Higgs boson: What's next?

Is it a standard-model Higgs?

If we accept that what we have snared is the Higgs boson, then there is no room for manoeuvre: the standard model predicts everything else about it.

While we are pretty sure the new particle decays into force-carrying bosons as a Higgs should, we are less sure about decays into matter-making fermions. The upgraded LHC should be able to precisely measure these rarer (or better hidden) Higgs decays into bottom quarks, tau leptons and even muons.

The standard model also makes concrete predictions for how the Higgs should interact with the top quark (it cannot decay into the top quark because the top quark is more massive). Any significant deviation would be a sign of new physics.

The most intriguing questions surround the particle’s mass. In the standard model, the interactions of the Higgs with itself and the particles around it seem to imply it should have a huge mass. But the particle discovered by the LHC is far smaller.

Order can be restored by “fine-tuning” the standard model, tweaking things so that two incredibly large numbers almost, but not quite, cancel each other out, leaving the Higgs with a small mass.
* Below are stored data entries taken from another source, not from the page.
impl Shared {
    fn check_sources(&self, state: &ManagerState, source: BoId, target: BoId) -> BufmgrResult<()> {
        if state.arena[source].is_poisoned() {
            return Err(BufmgrError::OutOfMemory);
        }
        if state.arena[target].is_poisoned() {
            state.arena[source].poison();
            return Err(BufmgrError::OutOfMemory);
        }
        Ok(())
    }

    fn setup_reloc_list(&self, state: &mut ManagerState, id: BoId) -> BufmgrResult<usize> {
        let entry = &mut state.arena[id];
        if let Some(capacity) = entry.graph.capacity {
            return Ok(capacity);
        }

        let by_size = usize::try_from(entry.size / 4).unwrap_or(usize::MAX);
        let capacity = self.config.max_relocs.min(by_size);
        let graph = &mut entry.graph;
        if capacity == 0
            || graph.relocs.try_reserve_exact(capacity).is_err()
            || graph.reloc_edges.try_reserve_exact(capacity).is_err()
        {
            log::error!("bo {}: failed to reserve {capacity} relocations", entry.handle);
            entry.poison();
            return Err(BufmgrError::OutOfMemory);
        }
        entry.graph.capacity = Some(capacity);
        Ok(capacity)
    }

    /// Records a relocation from `source` and returns the presumed target address.
    pub(crate) fn emit_reloc_locked(
        &self,
        state: &mut ManagerState,
        source: BoId,
        req: RelocRequest,
    ) -> BufmgrResult<u64> {
        self.check_sources(state, source, req.target)?;

        let capacity = self.setup_reloc_list(state, source)?;
        let entry = &state.arena[source];
        if entry.graph.relocs.len() >= capacity {
            log::error!("bo {}: relocation list full ({capacity})", entry.handle);
            entry.poison();
            return Err(BufmgrError::OutOfMemory);
        }
        if u64::from(req.offset) + 4 > entry.size {
            return Err(BufmgrError::InvalidCombination("relocation outside the object"));
        }
        if req.write_domain & req.write_domain.wrapping_sub(1) != 0 {
            return Err(BufmgrError::InvalidCombination("more than one write domain"));
        }

        if req.need_fence {
            state.arena[req.target].graph.tree_fences = 1;
        }

        let target = &state.arena[req.target];
        // Only what belongs to the edge; the target's own flags are read at list build time.
        let mut flags = ExecObjectFlags::empty();
        flags.set(ExecObjectFlags::NEEDS_FENCE, req.need_fence);
        let presumed_offset = target.offset;
        let reloc = GemRelocationEntry {
            target_handle: target.handle,
            delta: req.delta,
            offset: u64::from(req.offset),
            presumed_offset,
            read_domains: req.read_domains,
            write_domain: req.write_domain,
        };

        if req.target != source {
            let (tree_size, tree_fences) = (target.graph.tree_size, target.graph.tree_fences);
            target.shared.refs.fetch_add(1, Ordering::Relaxed);
            state.arena[req.target].graph.referrers.push(source);
            let graph = &mut state.arena[source].graph;
            graph.tree_fences = graph.tree_fences.saturating_add(tree_fences);
            propagate_tree_growth(&mut state.arena, source, tree_size);
        }

        let graph = &mut state.arena[source].graph;
        graph.relocs.push(reloc);
        graph.reloc_edges.push(Edge {
            target: req.target,
            flags,
        });

        Ok(presumed_offset.wrapping_add(u64::from(req.delta)))
    }

    pub(crate) fn add_softpin_target_locked(
        &self,
        state: &mut ManagerState,
        source: BoId,
        target: BoId,
        write: bool,
    ) -> BufmgrResult<()> {
        self.check_sources(state, source, target)?;

        if source == target {
            return Err(BufmgrError::InvalidCombination("softpin edge to itself"));
        }
        let entry = &state.arena[target];
        if !entry.softpin {
            return Err(BufmgrError::InvalidCombination("softpin target is not pinned"));
        }

        let mut flags = ExecObjectFlags::PINNED;
        flags.set(ExecObjectFlags::WRITE, write);
        let tree_size = entry.graph.tree_size;

        if state.arena[source].graph.softpin_edges.try_reserve(1).is_err() {
            return Err(BufmgrError::OutOfMemory);
        }
        state.arena[target].shared.refs.fetch_add(1, Ordering::Relaxed);
        state.arena[target].graph.referrers.push(source);
        state.arena[source]
            .graph
            .softpin_edges
            .push(Edge { target, flags });
        propagate_tree_growth(&mut state.arena, source, tree_size);
        Ok(())
    }

    /// Depth-first search of the edges below `source`.
    pub(crate) fn references_locked(state: &ManagerState, source: BoId, target: BoId) -> bool {
        let mut visited = HashSet::new();
        let mut pending = vec![source];

        while let Some(id) = pending.pop() {
            if !visited.insert(id) {
                continue;
            }
            for edge in state.arena[id].graph.edges() {
                if edge.target == target {
                    return true;
                }
                pending.push(edge.target);
            }
        }
        false
    }
}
Many are unhappy with this fix, believing it makes the theory a little unnatural.

A popular proposal to get around this problem is supersymmetry, which extends the standard model via a symmetry between fermions and bosons. This predicts a slew of new particles, a fermion for every boson and vice versa, whose interactions would naturally cancel out those that cause the Higgs mass to balloon (see diagram).

Higgs boson: What's next?

The trouble is that neither the LHC nor any other machine has yet seen any evidence for these particles, or indeed for anything predicted by any other extension to the standard model. If we have a Higgs and nothing else, maybe we have to live with a seemingly unnatural nature. Or maybe we are just missing some subtlety of the standard model itself. Most exciting of all is the prospect of a whole new layer of structure in the universe just waiting to be uncovered.

Unanswered questions

The standard model is a huge success. Yet even with the Higgs as its crowning glory it is incomplete. Gravity is conspicuously absent, and it cannot explain dark matter, discernible in astronomical observations only by its gravitational influence. Then there is the mystery of why there is so much more matter than antimatter, when the standard model predicts there should be roughly equal amounts.
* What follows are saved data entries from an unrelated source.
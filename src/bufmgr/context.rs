use crate::bufmgr::manager::{BufferManager, Shared};
use crate::drm::ioctl::{
    I915_CONTEXT_PARAM_BAN_PERIOD, I915_CONTEXT_PARAM_BANNABLE, I915_CONTEXT_PARAM_GTT_SIZE,
    I915_CONTEXT_PARAM_NO_ERROR_CAPTURE, I915_CONTEXT_PARAM_NO_ZEROMAP,
    I915_CONTEXT_PARAM_PRIORITY, I915_CONTEXT_PARAM_RECOVERABLE,
};
use crate::error::BufmgrResult;
use std::fmt;
use std::sync::Arc;

/// Context parameters understood by the kernel.
#[derive(Debug, Clone, Copy, PartialEq, Eq)]
pub enum ContextParam {
    BanPeriod,
    NoZeromap,
    /// Size of the context's address space. Read-only.
    GttSize,
    NoErrorCapture,
    Bannable,
    Priority,
    Recoverable,
    /// A parameter id not listed above.
    Raw(u64),
}

impl ContextParam {
    #[must_use]
    pub const fn raw(self) -> u64 {
        match self {
            Self::BanPeriod => I915_CONTEXT_PARAM_BAN_PERIOD,
            Self::NoZeromap => I915_CONTEXT_PARAM_NO_ZEROMAP,
            Self::GttSize => I915_CONTEXT_PARAM_GTT_SIZE,
            Self::NoErrorCapture => I915_CONTEXT_PARAM_NO_ERROR_CAPTURE,
            Self::Bannable => I915_CONTEXT_PARAM_BANNABLE,
            Self::Priority => I915_CONTEXT_PARAM_PRIORITY,
            Self::Recoverable => I915_CONTEXT_PARAM_RECOVERABLE,
            Self::Raw(raw) => raw,
        }
    }
}

/// A hardware context. Destroyed when dropped.
pub struct GpuContext {
    mgr: Arc<Shared>,
    ctx_id: u32,
}

impl GpuContext {
    #[must_use]
    pub const fn id(&self) -> u32 {
        self.ctx_id
    }

    pub(crate) fn belongs_to(&self, mgr: &Arc<Shared>) -> bool {
        Arc::ptr_eq(&self.mgr, mgr)
    }

    /// # Errors
    /// Propagates the kernel error.
    pub fn get_param(&self, param: ContextParam) -> BufmgrResult<u64> {
        Ok(self.mgr.device.context_get_param(self.ctx_id, param.raw())?)
    }

    /// # Errors
    /// Propagates the kernel error.
    pub fn set_param(&self, param: ContextParam, value: u64) -> BufmgrResult<()> {
        self.mgr
            .device
            .context_set_param(self.ctx_id, param.raw(), value)?;
        Ok(())
    }
}

impl Drop for GpuContext {
    fn drop(&mut self) {
        if let Err(e) = self.mgr.device.context_destroy(self.ctx_id) {
            log::warn!("failed to destroy context {}: {e}", self.ctx_id);
        }
    }
}

impl fmt::Debug for GpuContext {
    fn fmt(&self, f: &mut fmt::Formatter<'_>) -> fmt::Result {
        f.debug_struct("GpuContext").field("id", &self.ctx_id).finish()
    }
}

impl BufferManager {
    /// Creates a hardware context with its own GPU state.
    ///
    /// # Errors
    /// Propagates the kernel error.
    pub fn create_context(&self) -> BufmgrResult<GpuContext> {
        let ctx_id = self.shared.device.context_create()?;
        log::debug!("created context {ctx_id}");
        Ok(GpuContext {
            mgr: Arc::clone(&self.shared),
            ctx_id,
        })
    }
}

#[cfg(test)]
mod tests {
    use super::*;
    use crate::bufmgr::manager::ManagerConfig;
    use crate::bufmgr::mock::mock_manager;

    #[test]
    fn params_round_trip_and_drop_destroys() {
        let (device, mgr) = mock_manager(ManagerConfig::default());
        let ctx = mgr.create_context().unwrap();
        let other = mgr.create_context().unwrap();
        assert_ne!(ctx.id(), other.id());

        ctx.set_param(ContextParam::Priority, 512).unwrap();
        assert_eq!(ctx.get_param(ContextParam::Priority).unwrap(), 512);
        assert_eq!(other.get_param(ContextParam::Priority).unwrap(), 0);
        assert_eq!(ctx.get_param(ContextParam::Raw(0x99)).unwrap(), 0);

        let id = ctx.id();
        drop(ctx);
        assert_eq!(device.destroyed_contexts(), vec![id]);
    }

    #[test]
    fn raw_params_pass_through() {
        assert_eq!(ContextParam::Raw(0x42).raw(), 0x42);
        assert_eq!(ContextParam::GttSize.raw(), I915_CONTEXT_PARAM_GTT_SIZE);
    }
}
The next steps in particle physics must be to explain these mysteries. We might make dark matter particles in the proton collisions at the LHC, for example, or observe them at one of several experiments hidden away in mines and tunnels far from the cosmic rays that could confuse their results. Alternatively we may observe dark matter indirectly in space by seeing the energetic particles thought to result when two dark matter particles annihilate, for instance at the AMS experiment on the International Space Station.

As for antimatter, experiments at CERN have made and stored it, and we even use it in PET scanners to help diagnose cancer. The LHCb experiment will look for clues to why it is so rare by examining the decays of ephemeral particles created during proton-proton collisions.

Neutrinos might offer some help, too. The three types of this ghostly particle morph from one form to another as they travel through space. Measurements of the degree of this mixing by experiments in China and South Korea suggest that matter-antimatter imbalances might occur among neutrinos, too. This might close the gap between the matter-antimatter difference observed in nature and that predicted by the standard model.

Even weirder, the neutrino may not even get its mass from the Higgs mechanism at all. Because it has no charge, it could be its own antiparticle. If so, its mass could come from interactions with itself rather than with the Higgs. Sensitive underground experiments are looking for very rare nuclear decays that might tell us the answer.